In the entries that follow, which lines hold the string "Idle"? List them.
[Material for this exercise Boundary: Start]
use std::{future::Future, time::Duration};

use poise::serenity_prelude::{async_trait, ChannelId, GuildId};
use tokio::time::{sleep, timeout};
use tracing::{debug, info, trace, warn};

use crate::{
  clip::FrameBuffer,
  error::{Error, Result},
};

#[derive(Debug, Clone, Copy, PartialEq, Eq)]
pub enum PlaybackState {
  Idle,
  Joining,
  Speaking,
  Draining,
  Disconnected,
}

#[derive(Debug, Clone)]
pub struct PlayerConfig {
  /// Pause after joining and again before leaving.
  pub settle_delay: Duration,
  pub join_timeout: Duration,
  pub frame_timeout: Duration,
  pub drain_timeout: Duration,
}

#[async_trait]
pub trait VoiceConnector: Send + Sync {
  type Session: VoiceSession;

  async fn join(&self, guild_id: GuildId, channel_id: ChannelId) -> Result<Self::Session>;

  /// Drops whatever connection state a failed or abandoned join left behind.
  async fn release(&self, guild_id: GuildId) -> Result<()>;
}

/// One live voice connection, owned by a single playback.
#[async_trait]
pub trait VoiceSession: Send {
  async fn start_speaking(&mut self) -> Result<()>;

  /// May wait while the transport is behind.
  async fn send_frame(&mut self, frame: &[u8]) -> Result<()>;

  /// Marks transmission finished and waits for queued frames to play out.
  async fn stop_speaking(&mut self) -> Result<()>;

  async fn disconnect(self) -> Result<()>;
}

#[derive(Debug, Clone, Copy, PartialEq, Eq)]
pub struct PlaybackReport {
  pub frames_sent: usize,
  pub state: PlaybackState,
}

pub struct VoicePlayer<C> {
  connector: C,
  config: PlayerConfig,
}

impl<C: VoiceConnector> VoicePlayer<C> {
  pub fn new(connector: C, config: PlayerConfig) -> Self {
    Self { connector, config }
  }

  /// Joins the channel, streams every frame in order and leaves again.
  pub async fn play(&self, guild_id: GuildId, channel_id: ChannelId, buffer: &FrameBuffer) -> Result<PlaybackReport> {
    let mut state = PlaybackState::Idle;
    transition(&mut state, PlaybackState::Joining, guild_id);

    let joined = bounded(
      self.config.join_timeout,
      "voice join",
      self.connector.join(guild_id, channel_id),
    )
    .await;
    let mut session = match joined {
      Ok(session) => session,
      Err(err) => {
        warn!(guild = %guild_id, channel = %channel_id, "voice join failed: {}", err);
        if let Err(release_err) = self.connector.release(guild_id).await {
          warn!(guild = %guild_id, "releasing the abandoned join failed: {}", release_err);
        }
        return Err(err);
      },
    };
    info!(guild = %guild_id, channel = %channel_id, "joined voice channel");

    if let Err(err) = self.stream(&mut session, &mut state, guild_id, buffer).await {
      warn!(guild = %guild_id, "playback failed, leaving channel: {}", err);
      if let Err(leave_err) = session.disconnect().await {
        warn!(guild = %guild_id, "disconnect after failure also failed: {}", leave_err);
      }
      return Err(err);
    }

    session.disconnect().await?;
    transition(&mut state, PlaybackState::Disconnected, guild_id);
    info!(guild = %guild_id, frames = buffer.len(), "playback finished");

    Ok(PlaybackReport {
      frames_sent: buffer.len(),
      state,
    })
  }

  async fn stream(
    &self,
    session: &mut C::Session,
    state: &mut PlaybackState,
    guild_id: GuildId,
    buffer: &FrameBuffer,
  ) -> Result<()> {
    sleep(self.config.settle_delay).await;
    session.start_speaking().await?;
    transition(state, PlaybackState::Speaking, guild_id);

    if buffer.is_empty() {
      debug!(guild = %guild_id, "empty frame buffer, nothing to send");
    }
    for (index, frame) in buffer.frames().iter().enumerate() {
      trace!(index, bytes = frame.len(), "sending frame");
      bounded(self.config.frame_timeout, "frame send", session.send_frame(frame)).await?;
    }

    transition(state, PlaybackState::Draining, guild_id);
    bounded(self.config.drain_timeout, "voice drain", session.stop_speaking()).await?;

    sleep(self.config.settle_delay).await;
    Ok(())
  }
}

fn transition(state: &mut PlaybackState, next: PlaybackState, guild_id: GuildId) {
  debug!(guild = %guild_id, from = ?state, to = ?next, "playback state");
  *state = next;
}

async fn bounded<T>(limit: Duration, what: &'static str, fut: impl Future<Output = Result<T>>) -> Result<T> {
  match timeout(limit, fut).await {
    Ok(result) => result,
    Err(_) => Err(Error::Connection(format!("{what} timed out after {limit:?}"))),
  }
}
[Material for this exercise Boundary: End]
### Expected answer:
  Idle,
    let mut state = PlaybackState::Idle;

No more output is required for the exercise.